Mean flow direction modulates non-Fickian transport in a heterogeneous alluvial aquifer-aquitard system

Regional-scale groundwater quality degradation from nonpoint source pollution threatens the long-term sustainability of major alluvial aquifer-aquitard systems worldwide. Models are needed to simulate regionally upscaled transport processes in heterogeneous geology that produces non-Fickian (anomalous) transport. In this investigation, we show the impact of nonhorizontal and nonvertical mean flow direction on non-Fickian transport within a 3D, kilometer-scale, typical alluvial aquifer-aquitard system. Notably, vertical anisotropy in K and seasonal pumping and recharge can fundamentally change hydraulic gradients and shift the mean flow direction between mostly horizontal and mostly vertical flow. Detailed 3D flow and transport simulations under varying mean flow directions indicate that alterations to hydraulic gradients which control the mean flow direction can lead to increasingly non-Fickian transport. Under mostly horizontal flow, diffusion and slow advection dominant low-K facies slow mass transfer rates from low-K material, and preferential flow along connected high-K networks causes increased spatial spreading along the mean flow direction.

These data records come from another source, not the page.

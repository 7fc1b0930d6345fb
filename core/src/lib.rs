//! Core of the ECG backend: signal decoding, per-lead zero-crossing
//! analysis, and the account and record operations around it.

pub mod accounts;
pub mod analysis;
pub mod config;
pub mod error;
pub mod log;
pub mod mock;
pub mod model;
pub mod service;
mod storage;

pub use accounts::{Credentials, Registration, User};
pub use analysis::{analyze, crossing_count, Signal, SignalFormatError, ZeroCrossingResult};
pub use config::{AccountPolicy, ConfigError, CoreConfig};
pub use error::{CoreError, CoreResult, FieldError};
pub use model::{EcgId, EcgRecord, Lead, LeadName, UserId};
pub use service::EcgService;
use ndarray::ArrayView1;

use crate::analysis::codec::Signal;

/// Counts adjacent sample pairs of strictly opposite sign.
///
/// A zero sample never forms a crossing with either neighbour. Integer
/// samples are compared by sign so the test stays exact over the whole
/// range; float samples use the native product against `0.0`.
pub fn zero_crossing_count(signal: &Signal) -> usize {
    if signal.len() < 2 {
        return 0;
    }

    match signal {
        Signal::Integer(samples) => {
            count_pairs(samples.view(), |a, b| a.signum() * b.signum() < 0)
        }
        Signal::Float(samples) => count_pairs(samples.view(), |a, b| a * b < 0.0),
    }
}

fn count_pairs<T: Copy>(samples: ArrayView1<T>, crosses: impl Fn(T, T) -> bool) -> usize {
    samples
        .windows(2)
        .into_iter()
        .filter(|pair| crosses(pair[0], pair[1]))
        .count()
}
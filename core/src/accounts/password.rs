use rand::distributions::Alphanumeric;
use rand::Rng;
use sha2::{Digest, Sha256};

const ALGORITHM: &str = "sha256";
const SALT_LENGTH: usize = 22;

/// Hashes `password` as `sha256$<rounds>$<salt>$<hex digest>`.
pub fn hash_password(password: &str, rounds: u32) -> String {
    let salt: String = rand::thread_rng()
        .sample_iter(&Alphanumeric)
        .take(SALT_LENGTH)
        .map(char::from)
        .collect();
    let rounds = rounds.max(1);
    let hashed = digest(password, &salt, rounds);
    format!("{}${}${}${}", ALGORITHM, rounds, salt, hashed)
}

/// Checks `password` against a stored hash. A hash this module did not
/// produce never verifies.
pub fn verify_password(password: &str, encoded: &str) -> bool {
    let mut parts = encoded.splitn(4, '$');
    let (algorithm, rounds, salt, expected) = match (parts.next(), parts.next(), parts.next(), parts.next()) {
        (Some(a), Some(r), Some(s), Some(d)) => (a, r, s, d),
        _ => return false,
    };
    if algorithm != ALGORITHM {
        return false;
    }
    match rounds.parse::<u32>() {
        Ok(rounds) if rounds > 0 => {
            constant_time_eq(digest(password, salt, rounds).as_bytes(), expected.as_bytes())
        }
        _ => false,
    }
}

fn digest(password: &str, salt: &str, rounds: u32) -> String {
    let mut digest = Sha256::new()
        .chain_update(salt.as_bytes())
        .chain_update(password.as_bytes())
        .finalize();
    for _ in 1..rounds {
        digest = Sha256::new()
            .chain_update(salt.as_bytes())
            .chain_update(digest)
            .finalize();
    }
    digest.iter().map(|b| format!("{:02x}", b)).collect()
}

/// Compares without short-circuiting on the first differing byte.
fn constant_time_eq(a: &[u8], b: &[u8]) -> bool {
    a.len() == b.len() && a.iter().zip(b).fold(0u8, |acc, (x, y)| acc | (x ^ y)) == 0
}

Conversely, predominantly vertical flow caused by spatially distributed pumping and recharge shifts mass transfer processes in low-K material from diffusion and slow advection dominant to advection dominant, resulting in vertically oriented particle trajectories that compactly migrate through high-K and low-K facies alike, and increasingly Fickian transport. Thus, mean flow direction transience driven by vertical anisotropy in K and seasonal pumping and recharge can create oscillating transport patterns, that range from persistently non-Fickian to more Fickian. Results illustrate the regional-scale hydrogeologic factors that explain why upscaled transport models fail to capture non-Fickian effects resulting from mean flow direction transience.